> Exercise requirements
After finding the line containing "pub fn publish(&self, payload: &[u8])" below, please output that line and each following one through the line containing "configured peer host", exactly as written.

> Dataset entries
use super::{Exchange, ExchangeState, PeerId, SocketCore, SocketOptions};
use crate::context::IoContext;
use crate::endpoint::Endpoint;
use crate::error::Result;
use crate::metrics::TransportStats;
use bytes::Bytes;
use codec::{FrameCodec, RoutingTag};
use parking_lot::Mutex;
use std::sync::Arc;
use std::time::{Duration, Instant};
use tracing::debug;

/// Client side of a request/reply exchange.
///
/// Calls must alternate `send_request`, `receive_response`, `send_request`, ...
/// Anything else poisons the socket and every later call fails with
/// [`TransportError::ProtocolViolation`](crate::TransportError::ProtocolViolation).
/// With several peers, requests rotate round-robin and only the peer that was
/// asked can answer.
pub struct Requestor {
    core: SocketCore,
    codec: FrameCodec,
    exchange: Exchange,
    pending: Mutex<Option<PeerId>>,
}

impl Requestor {
    pub const ROLE: &'static str = "Requestor";

    /// Bind `port` on the configured host
    pub fn initialize(context: &Arc<IoContext>, port: u16, tag: RoutingTag) -> Result<Self> {
        Self::open(context, Endpoint::bind(context.settings(), port)?, tag)
    }

    pub fn open(context: &Arc<IoContext>, endpoint: Endpoint, tag: RoutingTag) -> Result<Self> {
        let options = SocketOptions::new(Self::ROLE, context.settings()).receiving();
        Ok(Self {
            core: SocketCore::open(context, endpoint, options)?,
            codec: FrameCodec::new(tag),
            exchange: Exchange::new(Self::ROLE),
            pending: Mutex::new(None),
        })
    }

    /// Send one tagged request.
    ///
    /// `Ok(false)` when no peer is connected or the chosen peer's send queue is
    /// full; the socket stays ready for another attempt.
    pub fn send_request(&self, payload: &[u8]) -> Result<bool> {
        self.exchange.check("send_request", ExchangeState::Idle)?;

        let Some(peer) = self.core.next_peer() else {
            self.core.stats().record_send_failure();
            return Ok(false);
        };

        let stale = self.core.discard_pending();
        if stale > 0 {
            debug!(stale, "Discarded unanswered replies before new request");
        }

        if !self.core.send_to(peer, self.codec.encode(payload)) {
            return Ok(false);
        }

        *self.pending.lock() = Some(peer);
        self.exchange
            .transition("send_request", ExchangeState::Idle, ExchangeState::AwaitingReply)?;
        Ok(true)
    }

    /// Block for the reply to the outstanding request, without a tag check
    pub fn receive_response(&self) -> Result<Option<Bytes>> {
        self.await_reply(None, false)
    }

    /// Block for the reply; with `check_tag` a foreign tag yields `Ok(None)`.
    /// The exchange completes either way.
    pub fn receive_response_checked(&self, check_tag: bool) -> Result<Option<Bytes>> {
        self.await_reply(None, check_tag)
    }

    /// Wait at most `timeout` for the reply. On timeout the request stays
    /// outstanding and this may be called again.
    pub fn receive_response_timeout(
        &self,
        timeout: Duration,
        check_tag: bool,
    ) -> Result<Option<Bytes>> {
        self.await_reply(Some(timeout), check_tag)
    }

    fn await_reply(&self, timeout: Option<Duration>, check_tag: bool) -> Result<Option<Bytes>> {
        self.exchange
            .check("receive_response", ExchangeState::AwaitingReply)?;

        let deadline = timeout.map(|timeout| Instant::now() + timeout);
        let pending = *self.pending.lock();

        loop {
            let remaining = match deadline {
                Some(deadline) => {
                    let now = Instant::now();
                    if now >= deadline {
                        return Ok(None);
                    }
                    Some(deadline - now)
                }
                None => None,
            };

            let Some(inbound) = self.core.recv(remaining)? else {
                return Ok(None);
            };

            if Some(inbound.peer) != pending {
                debug!(peer = inbound.peer, "Dropped reply from a peer that was not asked");
                continue;
            }

            self.exchange.transition(
                "receive_response",
                ExchangeState::AwaitingReply,
                ExchangeState::Idle,
            )?;
            self.pending.lock().take();
            return Ok(self.codec.accept(&inbound.frame, check_tag));
        }
    }

    pub fn state(&self) -> ExchangeState {
        self.exchange.state()
    }

    pub fn tag(&self) -> &RoutingTag {
        self.codec.tag()
    }

    pub fn endpoint(&self) -> Endpoint {
        self.core.endpoint()
    }

    pub fn port(&self) -> u16 {
        self.core.endpoint().port()
    }

    pub fn peer_count(&self) -> usize {
        self.core.peer_count()
    }

    /// Block until at least `count` peers are connected or `timeout` passes
    pub fn wait_for_peers(&self, count: usize, timeout: Duration) -> bool {
        self.core.wait_for_peers(count, timeout)
    }

    pub fn stats(&self) -> &TransportStats {
        self.core.stats()
    }

    pub fn close(&self) {
        self.core.close();
    }

    pub fn is_closed(&self) -> bool {
        self.core.is_closed()
    }
}

impl std::fmt::Debug for Requestor {
    fn fmt(&self, f: &mut std::fmt::Formatter<'_>) -> std::fmt::Result {
        f.debug_struct("Requestor")
            .field("endpoint", &self.core.endpoint())
            .field("tag", self.codec.tag())
            .field("state", &self.exchange.state())
            .finish()
    }
}
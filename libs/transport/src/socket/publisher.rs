use super::{SocketCore, SocketOptions};
use crate::context::IoContext;
use crate::endpoint::Endpoint;
use crate::error::Result;
use crate::metrics::TransportStats;
use bytes::BytesMut;
use codec::{FrameCodec, RoutingTag};
use parking_lot::Mutex;
use std::sync::Arc;
use std::time::Duration;

/// Broadcasts tagged frames to every connected subscriber
pub struct Publisher {
    core: SocketCore,
    codec: FrameCodec,
    scratch: Mutex<BytesMut>,
}

impl Publisher {
    pub const ROLE: &'static str = "Publisher";

    /// Bind `port` on the configured host
    pub fn initialize(context: &Arc<IoContext>, port: u16, tag: RoutingTag) -> Result<Self> {
        Self::open(context, Endpoint::bind(context.settings(), port)?, tag)
    }

    pub fn open(context: &Arc<IoContext>, endpoint: Endpoint, tag: RoutingTag) -> Result<Self> {
        let options = SocketOptions::new(Self::ROLE, context.settings());
        Ok(Self {
            core: SocketCore::open(context, endpoint, options)?,
            codec: FrameCodec::new(tag),
            scratch: Mutex::new(BytesMut::with_capacity(4096)),
        })
    }

    /// Frame `payload` behind this socket's tag and queue it for every peer.
    ///
    /// Returns `false` when no peer accepted the frame: nobody is connected yet,
    /// every peer is over its send high-water mark, or the socket is closed.
    /// Never blocks.
    pub fn publish(&self, payload: &[u8]) -> bool {
        let frame = self.codec.encode_into(&mut self.scratch.lock(), payload);
        self.core.broadcast(frame) > 0
    }

    pub fn tag(&self) -> &RoutingTag {
        self.codec.tag()
    }

    pub fn endpoint(&self) -> Endpoint {
        self.core.endpoint()
    }

    pub fn port(&self) -> u16 {
        self.core.endpoint().port()
    }

    pub fn peer_count(&self) -> usize {
        self.core.peer_count()
    }

    /// Block until at least `count` peers are connected or `timeout` passes
    pub fn wait_for_peers(&self, count: usize, timeout: Duration) -> bool {
        self.core.wait_for_peers(count, timeout)
    }

    pub fn stats(&self) -> &TransportStats {
        self.core.stats()
    }

    pub fn close(&self) {
        self.core.close();
    }

    pub fn is_closed(&self) -> bool {
        self.core.is_closed()
    }
}

impl std::fmt::Debug for Publisher {
    fn fmt(&self, f: &mut std::fmt::Formatter<'_>) -> std::fmt::Result {
        f.debug_struct("Publisher")
            .field("endpoint", &self.core.endpoint())
            .field("tag", self.codec.tag())
            .finish()
    }
}
//! Socket endpoints
//!
//! A role either binds a local port and waits for peers, or connects out to a
//! peer that bound it. Both forms render as `tcp://host:port`.

use crate::error::Result;
use bridge_config::TransportSettings;
use std::fmt;
use std::net::{IpAddr, SocketAddr};

/// Where a socket role attaches to the network
#[derive(Debug, Clone, Copy, PartialEq, Eq, Hash)]
pub enum Endpoint {
    /// Listen on a local address and accept any number of peers
    Bind(SocketAddr),
    /// Connect to a remote address, reconnecting whenever the link drops
    Connect(SocketAddr),
}

impl Endpoint {
    /// Bind endpoint on the configured bind host
    pub fn bind(settings: &TransportSettings, port: u16) -> Result<Self> {
        Ok(Endpoint::Bind(SocketAddr::new(settings.bind_ip()?, port)))
    }

    /// Connect endpoint for an explicit host
    pub fn connect(host: IpAddr, port: u16) -> Self {
        Endpoint::Connect(SocketAddr::new(host, port))
    }

    /// Connect endpoint on the configured peer host
    pub fn connect_peer(settings: &TransportSettings, port: u16) -> Result<Self> {
        Ok(Self::connect(settings.peer_ip()?, port))
    }

    pub fn address(&self) -> SocketAddr {
        match self {
            Endpoint::Bind(addr) | Endpoint::Connect(addr) => *addr,
        }
    }

    pub fn port(&self) -> u16 {
        self.address().port()
    }

    pub fn is_bind(&self) -> bool {
        matches!(self, Endpoint::Bind(_))
    }

    /// Same endpoint with a different port, used after binding port 0
    pub(crate) fn with_port(self, port: u16) -> Self {
        match self {
            Endpoint::Bind(addr) => Endpoint::Bind(SocketAddr::new(addr.ip(), port)),
            Endpoint::Connect(addr) => Endpoint::Connect(SocketAddr::new(addr.ip(), port)),
        }
    }
}

impl fmt::Display for Endpoint {
    fn fmt(&self, f: &mut fmt::Formatter<'_>) -> fmt::Result {
        let addr = self.address();
        match (self, addr.ip()) {
            (Endpoint::Bind(_), ip) if ip.is_unspecified() => write!(f, "tcp://*:{}", addr.port()),
            (_, IpAddr::V6(ip)) => write!(f, "tcp://[{}]:{}", ip, addr.port()),
            (_, IpAddr::V4(ip)) => write!(f, "tcp://{}:{}", ip, addr.port()),
        }
    }
}

#[cfg(test)]
mod tests {
    use super::*;
    use std::net::Ipv4Addr;

    #[test]
    fn test_bind_uses_configured_host() {
        let mut settings = TransportSettings::default();
        let endpoint = Endpoint::bind(&settings, 49200).unwrap();
        assert_eq!(endpoint.to_string(), "tcp://127.0.0.1:49200");
        assert!(endpoint.is_bind());

        settings.bind_address = "*".to_string();
        let endpoint = Endpoint::bind(&settings, 49200).unwrap();
        assert_eq!(endpoint.to_string(), "tcp://*:49200");
    }

    #[test]
    fn test_connect_endpoint() {
        let endpoint = Endpoint::connect(IpAddr::V4(Ipv4Addr::new(10, 0, 0, 7)), 25554);
        assert_eq!(endpoint.port(), 25554);
        assert!(!endpoint.is_bind());
        assert_eq!(endpoint.to_string(), "tcp://10.0.0.7:25554");
        assert_eq!(endpoint.with_port(1).port(), 1);
    }

    #[test]
    fn test_bad_host_is_configuration_error() {
        let settings = TransportSettings {
            bind_address: "nowhere".to_string(),
            ..TransportSettings::default()
        };
        let err = Endpoint::bind(&settings, 1).unwrap_err();
        assert_eq!(err.category(), "configuration");
    }
}
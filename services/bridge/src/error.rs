//! Bridge error types

use bridge_config::ConfigError;
use thiserror::Error;
use transport::TransportError;

/// Port lease failures
#[derive(Error, Debug, Clone, PartialEq, Eq)]
pub enum RegistryError {
    /// Every port in the range is leased or in use
    #[error("No free port in {start}..={end} for identity '{key}'")]
    Exhausted { key: String, start: u16, end: u16 },

    #[error("Identity key is empty")]
    EmptyKey,
}

/// Anything that can stop a device or a bridge service from starting
#[derive(Error, Debug)]
pub enum BridgeError {
    #[error(transparent)]
    Registry(#[from] RegistryError),

    #[error(transparent)]
    Transport(#[from] TransportError),

    #[error(transparent)]
    Config(#[from] ConfigError),

    #[error("Logging setup failed: {0}")]
    Logging(String),
}

pub type Result<T> = std::result::Result<T, BridgeError>;
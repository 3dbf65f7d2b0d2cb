//! Bridge manager: the registry plus its two network surfaces

use crate::control::start_control_channel;
use crate::device_list::start_device_list_service;
use crate::error::Result;
use crate::registry::PortRegistry;
use crate::service::BridgeService;
use bridge_config::BridgeSettings;
use std::sync::Arc;
use tracing::info;
use transport::IoContext;

pub struct BridgeManager {
    registry: Arc<PortRegistry>,
    control: BridgeService,
    device_list: BridgeService,
}

impl BridgeManager {
    /// Build the registry from `settings` and start the lookup channel and device-list service
    pub fn start(context: Arc<IoContext>, settings: &BridgeSettings) -> Result<Self> {
        settings.validate()?;
        let registry = Arc::new(PortRegistry::from_settings(
            &settings.registry,
            &settings.transport,
        )?);
        Self::with_registry(context, registry, settings)
    }

    /// Serve an existing registry
    pub fn with_registry(
        context: Arc<IoContext>,
        registry: Arc<PortRegistry>,
        settings: &BridgeSettings,
    ) -> Result<Self> {
        let control = start_control_channel(
            context.clone(),
            registry.clone(),
            settings.registry.control_port,
        )?;
        let device_list =
            start_device_list_service(context, registry.clone(), settings.registry.service_port)?;

        info!(
            control_port = control.port(),
            service_port = device_list.port(),
            range = ?registry.range(),
            "Bridge manager started"
        );
        Ok(Self {
            registry,
            control,
            device_list,
        })
    }

    pub fn registry(&self) -> &Arc<PortRegistry> {
        &self.registry
    }

    pub fn control_port(&self) -> u16 {
        self.control.port()
    }

    pub fn service_port(&self) -> u16 {
        self.device_list.port()
    }

    /// Stop both services and wait for their threads
    pub fn shutdown(mut self) {
        self.control.stop();
        self.device_list.stop();
        info!(leases = self.registry.len(), "Bridge manager stopped");
    }
}

impl std::fmt::Debug for BridgeManager {
    fn fmt(&self, f: &mut std::fmt::Formatter<'_>) -> std::fmt::Result {
        f.debug_struct("BridgeManager")
            .field("registry", &self.registry)
            .field("control", &self.control)
            .field("device_list", &self.device_list)
            .finish()
    }
}
//! Composite device identity

use codec::RoutingTag;
use serde::{Deserialize, Serialize};
use std::fmt;

/// Who a device is: the pieces its lease key and routing tag derive from
#[derive(Debug, Clone, PartialEq, Eq, Hash, Serialize, Deserialize)]
pub struct DeviceIdentity {
    pub device_type: String,
    pub model: String,
    pub part: String,
    #[serde(default)]
    pub sub_part: String,
}

impl DeviceIdentity {
    pub fn new(
        device_type: impl Into<String>,
        model: impl Into<String>,
        part: impl Into<String>,
    ) -> Self {
        Self {
            device_type: device_type.into(),
            model: model.into(),
            part: part.into(),
            sub_part: String::new(),
        }
    }

    pub fn with_sub_part(mut self, sub_part: impl Into<String>) -> Self {
        self.sub_part = sub_part.into();
        self
    }

    /// Lease key: plain concatenation of device type, model, part and sub-part.
    ///
    /// Two identities whose pieces concatenate to the same string share a key.
    pub fn key(&self) -> String {
        let mut key = String::with_capacity(
            self.device_type.len() + self.model.len() + self.part.len() + self.sub_part.len(),
        );
        key.push_str(&self.device_type);
        key.push_str(&self.model);
        key.push_str(&self.part);
        key.push_str(&self.sub_part);
        key
    }

    /// Full-width routing tag hashed from the lease key
    pub fn tag(&self) -> RoutingTag {
        RoutingTag::for_identity(&self.key())
    }
}

impl fmt::Display for DeviceIdentity {
    fn fmt(&self, f: &mut fmt::Formatter<'_>) -> fmt::Result {
        f.write_str(&self.key())
    }
}

#[cfg(test)]
mod tests {
    use super::*;

    #[test]
    fn test_key_is_flat_concatenation() {
        let identity = DeviceIdentity::new("LASER", "robot1", "front_scan");
        assert_eq!(identity.key(), "LASERrobot1front_scan");
        assert_eq!(identity.to_string(), "LASERrobot1front_scan");

        let identity = identity.with_sub_part("_points");
        assert_eq!(identity.key(), "LASERrobot1front_scan_points");
    }

    #[test]
    fn test_different_splits_collide() {
        let a = DeviceIdentity::new("CAM", "era", "x");
        let b = DeviceIdentity::new("CAMera", "", "x");
        assert_ne!(a, b);
        assert_eq!(a.key(), b.key());
        assert_eq!(a.tag(), b.tag());
    }
}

> Your response
    pub fn publish(&self, payload: &[u8]) -> bool {
        let frame = self.codec.encode_into(&mut self.scratch.lock(), payload);
        self.core.broadcast(frame) > 0
    }

    pub fn tag(&self) -> &RoutingTag {
        self.codec.tag()
    }

    pub fn endpoint(&self) -> Endpoint {
        self.core.endpoint()
    }

    pub fn port(&self) -> u16 {
        self.core.endpoint().port()
    }

    pub fn peer_count(&self) -> usize {
        self.core.peer_count()
    }

    /// Block until at least `count` peers are connected or `timeout` passes
    pub fn wait_for_peers(&self, count: usize, timeout: Duration) -> bool {
        self.core.wait_for_peers(count, timeout)
    }

    pub fn stats(&self) -> &TransportStats {
        self.core.stats()
    }

    pub fn close(&self) {
        self.core.close();
    }

    pub fn is_closed(&self) -> bool {
        self.core.is_closed()
    }
}

impl std::fmt::Debug for Publisher {
    fn fmt(&self, f: &mut std::fmt::Formatter<'_>) -> std::fmt::Result {
        f.debug_struct("Publisher")
            .field("endpoint", &self.core.endpoint())
            .field("tag", self.codec.tag())
            .finish()
    }
}
//! Socket endpoints
//!
//! A role either binds a local port and waits for peers, or connects out to a
//! peer that bound it. Both forms render as `tcp://host:port`.

use crate::error::Result;
use bridge_config::TransportSettings;
use std::fmt;
use std::net::{IpAddr, SocketAddr};

/// Where a socket role attaches to the network
#[derive(Debug, Clone, Copy, PartialEq, Eq, Hash)]
pub enum Endpoint {
    /// Listen on a local address and accept any number of peers
    Bind(SocketAddr),
    /// Connect to a remote address, reconnecting whenever the link drops
    Connect(SocketAddr),
}

impl Endpoint {
    /// Bind endpoint on the configured bind host
    pub fn bind(settings: &TransportSettings, port: u16) -> Result<Self> {
        Ok(Endpoint::Bind(SocketAddr::new(settings.bind_ip()?, port)))
    }

    /// Connect endpoint for an explicit host
    pub fn connect(host: IpAddr, port: u16) -> Self {
        Endpoint::Connect(SocketAddr::new(host, port))
    }

    /// Connect endpoint on the configured peer host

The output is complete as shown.